I'm not sure, whether did you notice, that I wrote about the same - and my
feature suggestion was: "because it's so common operation, repeated again
and again - perhaps the database server/engine could do it"?

 Triggers are another route, but I recommend letting the DB do its job of
 storage. [..]

Forgive me for being contrary: you just wrote, that most of core functions
listed on  http://www.sqlite.org/lang_expr.html  seems to be useless. They
aren't related to "DB's job of storage" at all, anyway.

The job of a DB isn't just storage of your data, but also to ensure that the data it stores is always conformant to the types and restrictions or business rules that you tell it applies to the data, so that the data can be trusted.

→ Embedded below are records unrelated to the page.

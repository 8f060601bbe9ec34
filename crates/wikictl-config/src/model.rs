// SPDX-FileCopyrightText: 2026 wikictl Contributors
// SPDX-License-Identifier: MIT OR Apache-2.0

//! Configuration model structs for wikictl.
//!
//! All structs use `#[serde(deny_unknown_fields)]` to reject unrecognized
//! config keys at startup, providing actionable error messages.

use std::path::PathBuf;

use serde::{Deserialize, Serialize};

/// Top-level wikictl configuration.
///
/// Loaded from TOML files following XDG hierarchy, with environment variable overrides.
/// All sections are optional and default to sensible values.
#[derive(Debug, Clone, Default, Deserialize, Serialize)]
#[serde(deny_unknown_fields)]
pub struct WikictlConfig {
    /// Encrypted credential store location.
    #[serde(default)]
    pub store: StoreConfig,

    /// Key derivation parameters for newly created stores.
    #[serde(default)]
    pub kdf: KdfConfig,

    /// Legacy environment-variable credential source.
    #[serde(default)]
    pub legacy: LegacyConfig,

    /// Logging settings.
    #[serde(default)]
    pub log: LogConfig,
}

/// Credential store configuration.
#[derive(Debug, Clone, Default, Deserialize, Serialize)]
#[serde(deny_unknown_fields)]
pub struct StoreConfig {
    /// Path to the encrypted store document. `None` uses the per-user default.
    #[serde(default)]
    pub path: Option<PathBuf>,
}

impl StoreConfig {
    /// The effective store path: the configured override or the per-user default.
    pub fn resolved_path(&self) -> PathBuf {
        self.path.clone().unwrap_or_else(default_store_path)
    }
}

/// `<config_dir>/wikictl/instances.json`, falling back to the working directory.
pub fn default_store_path() -> PathBuf {
    dirs::config_dir()
        .map(|p| p.join("wikictl").join("instances.json"))
        .unwrap_or_else(|| PathBuf::from("wikictl-instances.json"))
}

/// Argon2id parameters used when a new store is created.
///
/// Existing stores keep the parameters recorded in their document.
#[derive(Debug, Clone, PartialEq, Eq, Deserialize, Serialize)]
#[serde(deny_unknown_fields)]
pub struct KdfConfig {
    /// Argon2id memory cost in KiB (default: 19456 = 19 MiB).
    #[serde(default = "default_kdf_memory_cost")]
    pub memory_cost: u32,

    /// Argon2id iteration count (default: 2).
    #[serde(default = "default_kdf_iterations")]
    pub iterations: u32,

    /// Argon2id parallelism lanes (default: 1).
    #[serde(default = "default_kdf_parallelism")]
    pub parallelism: u32,
}

impl Default for KdfConfig {
    fn default() -> Self {
        Self {
            memory_cost: default_kdf_memory_cost(),
            iterations: default_kdf_iterations(),
            parallelism: default_kdf_parallelism(),
        }
    }
}

fn default_kdf_memory_cost() -> u32 {
    19456 // OWASP minimum for Argon2id
}

fn default_kdf_iterations() -> u32 {
    2
}

fn default_kdf_parallelism() -> u32 {
    1
}

/// Legacy environment-variable source configuration.
#[derive(Debug, Clone, Deserialize, Serialize)]
#[serde(deny_unknown_fields)]
pub struct LegacyConfig {
    /// Name of the variable holding the default instance id.
    #[serde(default = "default_instance_var")]
    pub default_instance_var: String,

    /// Extra id-to-prefix mappings on top of the built-in table.
    #[serde(default)]
    pub instances: Vec<LegacyMapping>,
}

impl Default for LegacyConfig {
    fn default() -> Self {
        Self {
            default_instance_var: default_instance_var(),
            instances: Vec::new(),
        }
    }
}

fn default_instance_var() -> String {
    "WIKIJS_DEFAULT_INSTANCE".to_string()
}

/// Maps an instance id to its `<PREFIX>_API_URL` / `<PREFIX>_API_KEY` variables.
#[derive(Debug, Clone, PartialEq, Eq, Deserialize, Serialize)]
#[serde(deny_unknown_fields)]
pub struct LegacyMapping {
    /// Instance id.
    pub id: String,

    /// Display name. Defaults to the id.
    #[serde(default)]
    pub name: Option<String>,

    /// Variable prefix, e.g. `DOCSWIKI` for `DOCSWIKI_API_URL`.
    pub env_prefix: String,
}

/// Logging configuration.
#[derive(Debug, Clone, Deserialize, Serialize)]
#[serde(deny_unknown_fields)]
pub struct LogConfig {
    /// Logging level (trace, debug, info, warn, error).
    #[serde(default = "default_log_level")]
    pub level: String,
}

impl Default for LogConfig {
    fn default() -> Self {
        Self {
            level: default_log_level(),
        }
    }
}

fn default_log_level() -> String {
    "warn".to_string()
}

It makes a lot of sense for a DBMS to be smart and to do a lot of the data-centric work itself. However, that doesn't mean that the DBMS has to have a large laundry-list of built-in functions, but more that it provides the means for users to define the types and business rules that it wants the DBMS to enforce for data, and routines for data processing tasks.

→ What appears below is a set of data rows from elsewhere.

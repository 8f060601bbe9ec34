// SPDX-FileCopyrightText: 2026 wikictl Contributors
// SPDX-License-Identifier: MIT OR Apache-2.0

//! Process-wide handles shared by every subcommand.

use std::path::PathBuf;

use tracing::debug;
use wikictl_config::WikictlConfig;
use wikictl_core::{LegacyCredentialSource, WikictlError};
use wikictl_vault::{
    ConfigResolver, CredentialStore, EnvLegacySource, MigrationCoordinator, get_store_password,
};

/// The store handle and legacy source, constructed once in `main`.
pub struct App {
    pub config: WikictlConfig,
    pub store: CredentialStore,
    pub legacy: EnvLegacySource,
    config_files: Vec<PathBuf>,
    ask_password: bool,
}

impl App {
    /// Open (but do not unlock) the store. `store_override` wins over `store.path`.
    pub fn new(config: WikictlConfig, store_override: Option<PathBuf>, ask_password: bool) -> Self {
        let path = store_override.unwrap_or_else(|| config.store.resolved_path());
        debug!(path = %path.display(), "using credential store");
        let legacy = EnvLegacySource::from_config(&config.legacy);
        Self {
            store: CredentialStore::open(path),
            legacy,
            config,
            config_files: Vec::new(),
            ask_password,
        }
    }

    /// Record the config files that were merged into `config`.
    pub fn with_config_files(mut self, files: Vec<PathBuf>) -> Self {
        self.config_files = files;
        self
    }

    pub fn config_files(&self) -> &[PathBuf] {
        &self.config_files
    }

    /// Whether the password comes from an interactive prompt.
    pub fn asks_password(&self) -> bool {
        self.ask_password
    }

    /// Acquire the password and initialize the store, creating it if needed.
    pub fn unlock(&mut self) -> Result<(), WikictlError> {
        if self.store.is_initialized() {
            return Ok(());
        }
        let password = get_store_password(self.ask_password)?;
        self.store.initialize(&password, &self.config.kdf)
    }

    pub fn resolver(&self) -> ConfigResolver<'_> {
        ConfigResolver::new(&self.store, &self.legacy)
    }

    pub fn coordinator(&mut self) -> MigrationCoordinator<'_> {
        MigrationCoordinator::new(&mut self.store, &self.legacy)
    }

    /// Ids to suggest after a failure.
    ///
    /// A locked store only yields legacy ids, and only when no store file exists.
    pub fn available_ids(&self) -> Vec<String> {
        if self.store.is_initialized() {
            return self.resolver().get_available_instances().unwrap_or_default();
        }
        if self.store.has_config_file() {
            return Vec::new();
        }
        self.legacy.instance_ids()
    }
}
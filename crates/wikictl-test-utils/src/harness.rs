// SPDX-FileCopyrightText: 2026 wikictl Contributors
// SPDX-License-Identifier: MIT OR Apache-2.0

//! Test harness for end-to-end store, resolver, and migration tests.
//!
//! `TestHarness` owns a temp directory holding an initialized credential
//! store, plus a [`MockLegacySource`]. The store uses the lowest accepted
//! Argon2id cost so tests stay fast.

use std::path::{Path, PathBuf};

use secrecy::SecretString;
use wikictl_config::{KdfConfig, WikictlConfig};
use wikictl_core::{WikiInstance, WikictlError};
use wikictl_vault::{ConfigResolver, CredentialStore, MigrationCoordinator, PasswordSource};

use crate::mock_legacy::MockLegacySource;

/// Password used for harness stores unless overridden.
pub const TEST_PASSWORD: &str = "test-store-password";

/// Builder for creating test environments with configurable options.
pub struct TestHarnessBuilder {
    password: String,
    legacy: MockLegacySource,
    instances: Vec<WikiInstance>,
}

impl TestHarnessBuilder {
    fn new() -> Self {
        Self {
            password: TEST_PASSWORD.to_string(),
            legacy: MockLegacySource::new(),
            instances: Vec::new(),
        }
    }

    pub fn with_password(mut self, password: &str) -> Self {
        self.password = password.to_string();
        self
    }

    /// Use `legacy` as the environment credential source.
    pub fn with_legacy(mut self, legacy: MockLegacySource) -> Self {
        self.legacy = legacy;
        self
    }

    /// Seed the store with `instance` after creation.
    pub fn with_instance(mut self, instance: WikiInstance) -> Self {
        self.instances.push(instance);
        self
    }

    /// Create the temp directory, initialize the store, and seed it.
    pub fn build(self) -> Result<TestHarness, WikictlError> {
        let temp_dir = tempfile::TempDir::new().map_err(WikictlError::storage)?;
        let mut config = WikictlConfig::default();
        config.kdf = fast_kdf();
        config.store.path = Some(temp_dir.path().join("instances.json"));

        let password = SecretString::from(self.password);
        let mut store = CredentialStore::open(config.store.resolved_path());
        store.initialize(&PasswordSource::Explicit(password.clone()), &config.kdf)?;
        for instance in &self.instances {
            store.add_instance(instance)?;
        }
        tracing::debug!(instances = self.instances.len(), "test harness ready");

        Ok(TestHarness {
            store,
            legacy: self.legacy,
            config,
            password,
            temp_dir,
        })
    }
}

/// Argon2id parameters at the validation floor.
pub fn fast_kdf() -> KdfConfig {
    KdfConfig {
        memory_cost: 8192,
        iterations: 1,
        parallelism: 1,
    }
}

/// An initialized store in a temp directory, cleaned up on drop.
pub struct TestHarness {
    pub store: CredentialStore,
    pub legacy: MockLegacySource,
    /// Configuration pointing at the temp store, with fast KDF parameters.
    pub config: WikictlConfig,
    password: SecretString,
    temp_dir: tempfile::TempDir,
}

impl TestHarness {
    pub fn builder() -> TestHarnessBuilder {
        TestHarnessBuilder::new()
    }

    pub fn store_path(&self) -> &Path {
        self.store.path()
    }

    /// A path inside the harness temp directory.
    pub fn temp_path(&self, name: &str) -> PathBuf {
        self.temp_dir.path().join(name)
    }

    pub fn resolver(&self) -> ConfigResolver<'_> {
        ConfigResolver::new(&self.store, &self.legacy)
    }

    pub fn coordinator(&mut self) -> MigrationCoordinator<'_> {
        MigrationCoordinator::new(&mut self.store, &self.legacy)
    }

    /// Open the same store file again as a separate handle.
    pub fn reopen(&self) -> Result<CredentialStore, WikictlError> {
        self.reopen_with(PasswordSource::Explicit(self.password.clone()))
    }

    /// Open the same store file with a different password.
    pub fn reopen_with(&self, password: PasswordSource) -> Result<CredentialStore, WikictlError> {
        let mut store = CredentialStore::open(self.store.path());
        store.initialize(&password, &self.config.kdf)?;
        Ok(store)
    }
}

So the DBMS itself can be fairly 'lite', and users get the advantage of having work done in the DBMS while writing that work themselves. I believe that SQLite already fulfills this mandate to a large degree, and if it needs more features, it is to provide better support for users to define the their own database constructs, not pre-define every possible thing that a user may want to do. We don't want something designed like PHP.

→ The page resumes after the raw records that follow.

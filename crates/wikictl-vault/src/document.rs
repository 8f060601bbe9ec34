// SPDX-FileCopyrightText: 2026 wikictl Contributors
// SPDX-License-Identifier: MIT OR Apache-2.0

//! The persisted store document and its atomic on-disk representation.
//!
//! Layout (camelCase JSON):
//!
//! ```json
//! {
//!   "version": "1.0.0",
//!   "salt": "<64 hex chars>",
//!   "kdf": { "memoryCost": 19456, "iterations": 2, "parallelism": 1 },
//!   "instances": [
//!     { "id": "rmwiki", "name": "RM Wiki", "url": "https://...",
//!       "encryptedKey": "<hex>:<hex-tag>", "iv": "<hex>" }
//!   ],
//!   "preferences": { "defaultTheme": "dark" }
//! }
//! ```
//!
//! Only `encryptedKey` is secret. The whole document is rewritten on every
//! mutation through a temp file in the same directory plus a rename.

use std::collections::BTreeMap;
use std::io::Write;
use std::path::Path;

use serde::{Deserialize, Serialize};
use tracing::debug;
use wikictl_core::{InstanceInfo, WikictlError};

use crate::kdf::{KdfParams, SALT_LEN};

/// Schema version written into new documents.
pub const DOCUMENT_VERSION: &str = "1.0.0";

#[derive(Debug, Clone, PartialEq, Serialize, Deserialize)]
#[serde(rename_all = "camelCase")]
pub struct EncryptedDocument {
    pub version: String,
    /// Hex-encoded 32-byte salt, generated once per store.
    pub salt: String,
    /// Argon2id parameters the store was created with. Absent in documents
    /// written before parameters were recorded; those use the defaults.
    #[serde(default, skip_serializing_if = "Option::is_none")]
    pub kdf: Option<KdfParams>,
    #[serde(default)]
    pub instances: Vec<EncryptedInstanceRecord>,
    #[serde(default, skip_serializing_if = "Option::is_none")]
    pub preferences: Option<Preferences>,
}

/// One instance at rest. `id` is unique within the document.
#[derive(Debug, Clone, PartialEq, Eq, Serialize, Deserialize)]
#[serde(rename_all = "camelCase")]
pub struct EncryptedInstanceRecord {
    pub id: String,
    pub name: String,
    pub url: String,
    /// `hex(ciphertext):hex(tag)`.
    pub encrypted_key: String,
    /// Hex nonce.
    pub iv: String,
}

impl EncryptedInstanceRecord {
    pub fn info(&self) -> InstanceInfo {
        InstanceInfo {
            id: self.id.clone(),
            name: self.name.clone(),
            url: self.url.clone(),
        }
    }
}

/// Plaintext user settings. Unrecognized keys are preserved across rewrites.
#[derive(Debug, Clone, Default, PartialEq, Serialize, Deserialize)]
#[serde(rename_all = "camelCase")]
pub struct Preferences {
    #[serde(default, skip_serializing_if = "Option::is_none")]
    pub default_theme: Option<String>,
    #[serde(flatten)]
    pub extra: BTreeMap<String, serde_json::Value>,
}

impl EncryptedDocument {
    /// A fresh, empty document.
    pub fn new(salt: &[u8; SALT_LEN], kdf: KdfParams) -> Self {
        Self {
            version: DOCUMENT_VERSION.to_string(),
            salt: hex::encode(salt),
            kdf: Some(kdf),
            instances: Vec::new(),
            preferences: None,
        }
    }

    /// Decode the salt, failing fast on anything but 32 bytes of hex.
    pub fn salt_bytes(&self) -> Result<[u8; SALT_LEN], WikictlError> {
        let bytes = hex::decode(&self.salt)
            .map_err(|e| WikictlError::Config(format!("store salt is not valid hex: {e}")))?;
        let len = bytes.len();
        bytes.try_into().map_err(|_| {
            WikictlError::Config(format!("store salt must be {SALT_LEN} bytes, got {len}"))
        })
    }

    pub fn kdf_params(&self) -> KdfParams {
        self.kdf.unwrap_or_default()
    }

    /// Reject documents from an incompatible schema major version.
    pub fn check_version(&self) -> Result<(), WikictlError> {
        let found = semver::Version::parse(&self.version).map_err(|e| {
            WikictlError::Config(format!("invalid store version `{}`: {e}", self.version))
        })?;
        let supported = semver::Version::parse(DOCUMENT_VERSION)
            .map_err(|e| WikictlError::Internal(format!("bad DOCUMENT_VERSION: {e}")))?;
        if found.major != supported.major {
            return Err(WikictlError::Config(format!(
                "store version {found} is not supported (expected {}.x)",
                supported.major
            )));
        }
        Ok(())
    }

    pub fn find(&self, id: &str) -> Option<&EncryptedInstanceRecord> {
        self.instances.iter().find(|r| r.id == id)
    }

    pub fn find_mut(&mut self, id: &str) -> Option<&mut EncryptedInstanceRecord> {
        self.instances.iter_mut().find(|r| r.id == id)
    }

    /// Read and parse a document from disk.
    pub fn load(path: &Path) -> Result<Self, WikictlError> {
        let content = std::fs::read_to_string(path).map_err(WikictlError::storage)?;
        let document: Self = serde_json::from_str(&content).map_err(|e| {
            WikictlError::Config(format!("corrupt store file {}: {e}", path.display()))
        })?;
        document.check_version()?;
        debug!(path = %path.display(), instances = document.instances.len(), "store document loaded");
        Ok(document)
    }

    /// Atomically replace the file at `path` with this document.
    ///
    /// The parent directory is created if missing. `NamedTempFile` creates the
    /// file with mode 0600 on Unix and the rename keeps it.
    pub fn persist(&self, path: &Path) -> Result<(), WikictlError> {
        let dir = match path.parent() {
            Some(parent) if !parent.as_os_str().is_empty() => parent,
            _ => Path::new("."),
        };
        std::fs::create_dir_all(dir).map_err(WikictlError::storage)?;

        let mut tmp = tempfile::NamedTempFile::new_in(dir).map_err(WikictlError::storage)?;
        serde_json::to_writer_pretty(&mut tmp, self).map_err(WikictlError::storage)?;
        tmp.write_all(b"\n").map_err(WikictlError::storage)?;
        tmp.as_file().sync_all().map_err(WikictlError::storage)?;
        tmp.persist(path).map_err(|e| WikictlError::storage(e.error))?;

        debug!(path = %path.display(), instances = self.instances.len(), "store document written");
        Ok(())
    }
}
// SPDX-FileCopyrightText: 2026 wikictl Contributors
// SPDX-License-Identifier: MIT OR Apache-2.0

//! Configuration system for wikictl.
//!
//! Provides TOML configuration parsing with strict validation (`deny_unknown_fields`),
//! XDG file hierarchy lookup, `WIKICTL_*` environment variable overrides, and
//! miette diagnostics with typo suggestions.

pub mod diagnostic;
pub mod loader;
pub mod model;
pub mod validation;

use std::path::{Path, PathBuf};

pub use diagnostic::{ConfigError, render_errors};
pub use loader::{STORE_PASSWORD_ENV_VAR, load_config, load_config_from_path, load_config_from_str};
pub use model::{KdfConfig, LegacyConfig, LegacyMapping, WikictlConfig};

/// Load configuration from the XDG hierarchy and validate it.
///
/// On a Figment error, the TOML sources are re-read so that unknown-key
/// diagnostics can point at the offending line.
pub fn load_and_validate() -> Result<WikictlConfig, Vec<ConfigError>> {
    match loader::load_config() {
        Ok(config) => {
            validation::validate_config(&config)?;
            Ok(config)
        }
        Err(err) => {
            let sources = collect_toml_sources(&loader::config_search_paths());
            Err(diagnostic::figment_to_config_errors(err, &sources))
        }
    }
}

/// Load configuration from an explicit file (plus env overrides) and validate it.
pub fn load_and_validate_path(path: &Path) -> Result<WikictlConfig, Vec<ConfigError>> {
    match loader::load_config_from_path(path) {
        Ok(config) => {
            validation::validate_config(&config)?;
            Ok(config)
        }
        Err(err) => {
            let sources = collect_toml_sources(&[path.to_path_buf()]);
            Err(diagnostic::figment_to_config_errors(err, &sources))
        }
    }
}

/// Load configuration from a specific TOML string and validate it.
pub fn load_and_validate_str(toml_content: &str) -> Result<WikictlConfig, Vec<ConfigError>> {
    match loader::load_config_from_str(toml_content) {
        Ok(config) => {
            validation::validate_config(&config)?;
            Ok(config)
        }
        Err(err) => {
            let sources = vec![("<inline>".to_string(), toml_content.to_string())];
            Err(diagnostic::figment_to_config_errors(err, &sources))
        }
    }
}

/// Read every existing config file for error span resolution.
///
/// Each file is listed under both its given and canonical path, since Figment
/// may record either form as the error source.
fn collect_toml_sources(paths: &[PathBuf]) -> Vec<(String, String)> {
    let mut sources = Vec::new();
    for path in paths {
        let Ok(content) = std::fs::read_to_string(path) else {
            continue;
        };
        let given = path.display().to_string();
        if let Ok(canonical) = std::fs::canonicalize(path) {
            let canonical = canonical.display().to_string();
            if canonical != given {
                sources.push((canonical, content.clone()));
            }
        }
        sources.push((given, content));
    }
    sources
}
// SPDX-FileCopyrightText: 2026 wikictl Contributors
// SPDX-License-Identifier: MIT OR Apache-2.0

//! Figment-to-miette error bridge with fuzzy match suggestions.
//!
//! Converts Figment deserialization errors into miette diagnostics with
//! source spans and "did you mean?" hints based on Jaro-Winkler similarity.

#![allow(unused_assignments)] // miette's Diagnostic derive generates code triggering this lint

use miette::{Diagnostic, NamedSource, SourceSpan};
use thiserror::Error;

/// Minimum Jaro-Winkler similarity score to suggest a correction.
const SUGGESTION_THRESHOLD: f64 = 0.75;

/// A configuration error with rich diagnostic information.
///
/// Each variant carries what miette needs to render it: source spans where
/// the key can be located, plus a help line.
#[derive(Debug, Error, Diagnostic)]
pub enum ConfigError {
    /// An unknown key was found in the configuration.
    #[error("unknown configuration key `{key}`")]
    #[diagnostic(
        code(wikictl::config::unknown_key),
        help("{}", format_unknown_key_help(suggestion.as_deref(), valid_keys))
    )]
    UnknownKey {
        /// The unrecognized key name.
        key: String,
        /// Closest valid key by Jaro-Winkler similarity, if any.
        suggestion: Option<String>,
        /// Comma-separated valid keys for the section.
        valid_keys: String,
        /// Location of the key in the TOML file.
        #[label("this key is not recognized")]
        span: Option<SourceSpan>,
        /// The TOML file the key came from.
        #[source_code]
        src: Option<NamedSource<String>>,
    },

    /// A configuration value has the wrong type.
    #[error("invalid type for key `{key}`: {detail}")]
    #[diagnostic(code(wikictl::config::invalid_type), help("expected {expected}"))]
    InvalidType {
        /// Dotted path of the offending key, e.g. `kdf.memory_cost`.
        key: String,
        /// Description of the type mismatch.
        detail: String,
        /// What type was expected.
        expected: String,
    },

    /// A required configuration key is missing.
    #[error("missing required key `{key}`")]
    #[diagnostic(
        code(wikictl::config::missing_key),
        help("add `{key} = <value>` to your wikictl.toml")
    )]
    MissingKey {
        /// Dotted path of the missing key.
        key: String,
    },

    /// A validation error for a config value.
    #[error("validation error: {message}")]
    #[diagnostic(code(wikictl::config::validation))]
    Validation {
        /// Description of the validation failure.
        message: String,
    },

    /// Catch-all for other configuration errors.
    #[error("configuration error: {0}")]
    #[diagnostic(code(wikictl::config::other))]
    Other(String),
}

fn format_unknown_key_help(suggestion: Option<&str>, valid_keys: &str) -> String {
    match suggestion {
        Some(s) => format!("did you mean `{s}`? Valid keys: {valid_keys}"),
        None => format!("valid keys: {valid_keys}"),
    }
}

/// Convert a `figment::Error` into a list of `ConfigError` diagnostics.
///
/// `toml_sources` holds `(path, content)` pairs used to attach source spans
/// to unknown-key errors.
pub fn figment_to_config_errors(
    err: figment::Error,
    toml_sources: &[(String, String)],
) -> Vec<ConfigError> {
    use figment::error::Kind;

    err.into_iter()
        .map(|error| match &error.kind {
            Kind::UnknownField(field, expected) => {
                let valid_keys: Vec<&str> = expected.to_vec();
                let (span, src) = find_source_span(&error, field, toml_sources);
                ConfigError::UnknownKey {
                    key: field.clone(),
                    suggestion: suggest_key(field, &valid_keys),
                    valid_keys: valid_keys.join(", "),
                    span,
                    src,
                }
            }
            Kind::MissingField(field) => ConfigError::MissingKey {
                key: dotted_key(&error, field),
            },
            Kind::InvalidType(actual, expected) => ConfigError::InvalidType {
                key: error.path.join("."),
                detail: format!("found {actual}, expected {expected}"),
                expected: expected.to_string(),
            },
            _ => ConfigError::Other(error.to_string()),
        })
        .collect()
}

fn dotted_key(error: &figment::Error, field: &str) -> String {
    if error.path.is_empty() {
        field.to_string()
    } else {
        format!("{}.{field}", error.path.join("."))
    }
}

/// Find the source span for an unknown key in the TOML file it came from.
fn find_source_span(
    error: &figment::Error,
    field: &str,
    toml_sources: &[(String, String)],
) -> (Option<SourceSpan>, Option<NamedSource<String>>) {
    let source_path = error
        .metadata
        .as_ref()
        .and_then(|m| m.source.as_ref())
        .and_then(|s| match s {
            figment::Source::File(path) => Some(path.display().to_string()),
            _ => None,
        });

    let Some((path, content)) = source_path.as_ref().and_then(|path| {
        toml_sources
            .iter()
            .find(|(p, _)| p == path)
            .map(|(p, content)| (p.as_str(), content.as_str()))
    }) else {
        return (None, None);
    };

    match find_key_offset(content, &error.path, field) {
        Some(offset) => (
            Some(SourceSpan::new(offset.into(), field.len())),
            Some(NamedSource::new(path, content.to_string())),
        ),
        None => (None, None),
    }
}

/// Find the byte offset of a key in TOML content, relative to a section path.
///
/// For `path = ["kdf"]` and `field = "memroy_cost"`, finds the `[kdf]` header
/// then searches for `memroy_cost` after it. For top-level fields, searches from start.
pub fn find_key_offset(content: &str, path: &[String], field: &str) -> Option<usize> {
    let search_start = match path.first() {
        None => 0,
        Some(section) => {
            let header = format!("[{section}]");
            content.find(&header).map(|pos| pos + header.len())?
        }
    };

    let mut byte_offset = 0;
    for line in content[search_start..].lines() {
        let trimmed = line.trim_start();
        if let Some(after) = trimmed.strip_prefix(field)
            && (after.starts_with(' ') || after.starts_with('=') || after.starts_with('\t'))
        {
            let field_start_in_line = line.len() - trimmed.len();
            return Some(search_start + byte_offset + field_start_in_line);
        }
        byte_offset += line.len() + 1;
    }

    None
}

/// Suggest a similar key name using Jaro-Winkler string similarity.
pub fn suggest_key(unknown: &str, valid_keys: &[&str]) -> Option<String> {
    valid_keys
        .iter()
        .map(|&key| (key, strsim::jaro_winkler(unknown, key)))
        .filter(|(_, score)| *score > SUGGESTION_THRESHOLD)
        .max_by(|a, b| a.1.total_cmp(&b.1))
        .map(|(key, _)| key.to_string())
}

/// Render a list of `ConfigError`s to stderr using miette's graphical handler.
pub fn render_errors(errors: &[ConfigError]) {
    use miette::GraphicalReportHandler;

    let handler = GraphicalReportHandler::new();
    for error in errors {
        let mut buf = String::new();
        let diagnostic: &dyn Diagnostic = error;
        if handler.render_report(&mut buf, diagnostic).is_ok() {
            eprint!("{buf}");
        } else {
            eprintln!("Error: {error}");
        }
    }
}

#[cfg(test)]
mod tests {
    use super::*;

    #[test]
    fn suggest_memory_cost_for_typo() {
        let valid = &["memory_cost", "iterations", "parallelism"];
        assert_eq!(
            suggest_key("memroy_cost", valid),
            Some("memory_cost".to_string())
        );
    }

    #[test]
    fn suggest_default_instance_var() {
        let valid = &["default_instance_var", "instances"];
        assert_eq!(
            suggest_key("default_instace_var", valid),
            Some("default_instance_var".to_string())
        );
    }

    #[test]
    fn no_suggestion_for_distant_typo() {
        let valid = &["path"];
        assert_eq!(suggest_key("zzzzzz", valid), None);
    }

    #[test]
    fn find_key_offset_in_section() {
        let content = "[log]\nlevel = \"info\"\n\n[kdf]\nmemroy_cost = 1\n";
        let path = vec!["kdf".to_string()];
        let o = find_key_offset(content, &path, "memroy_cost").unwrap();
        assert_eq!(&content[o..o + 11], "memroy_cost");
    }

    #[test]
    fn find_key_offset_missing_section() {
        let content = "[log]\nlevel = \"info\"\n";
        let path = vec!["kdf".to_string()];
        assert_eq!(find_key_offset(content, &path, "level"), None);
    }
}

For your needs, the best thing SQLite can do is provide support for you to define constraint checks that the strings it stores don't have leading/trailing spaces, and provide support for you to write stored procedure wrappers over your insert/update/etc that strip out leading/trailing spaces. If this stuff ought to be a pragma, then SQLite should support users defining their own pragmas, rather than it having this strip-strings one built-in.

I will also clarify that it is useful for SQLite to have some built-in functionality beyond letting users write their own, but I don't see that auto-strip is a good candidate for that list ... not enough of a case for that being generally useful, or too many cases for why it would be a mis-feature whose use should not get the encouragement from it being built-in.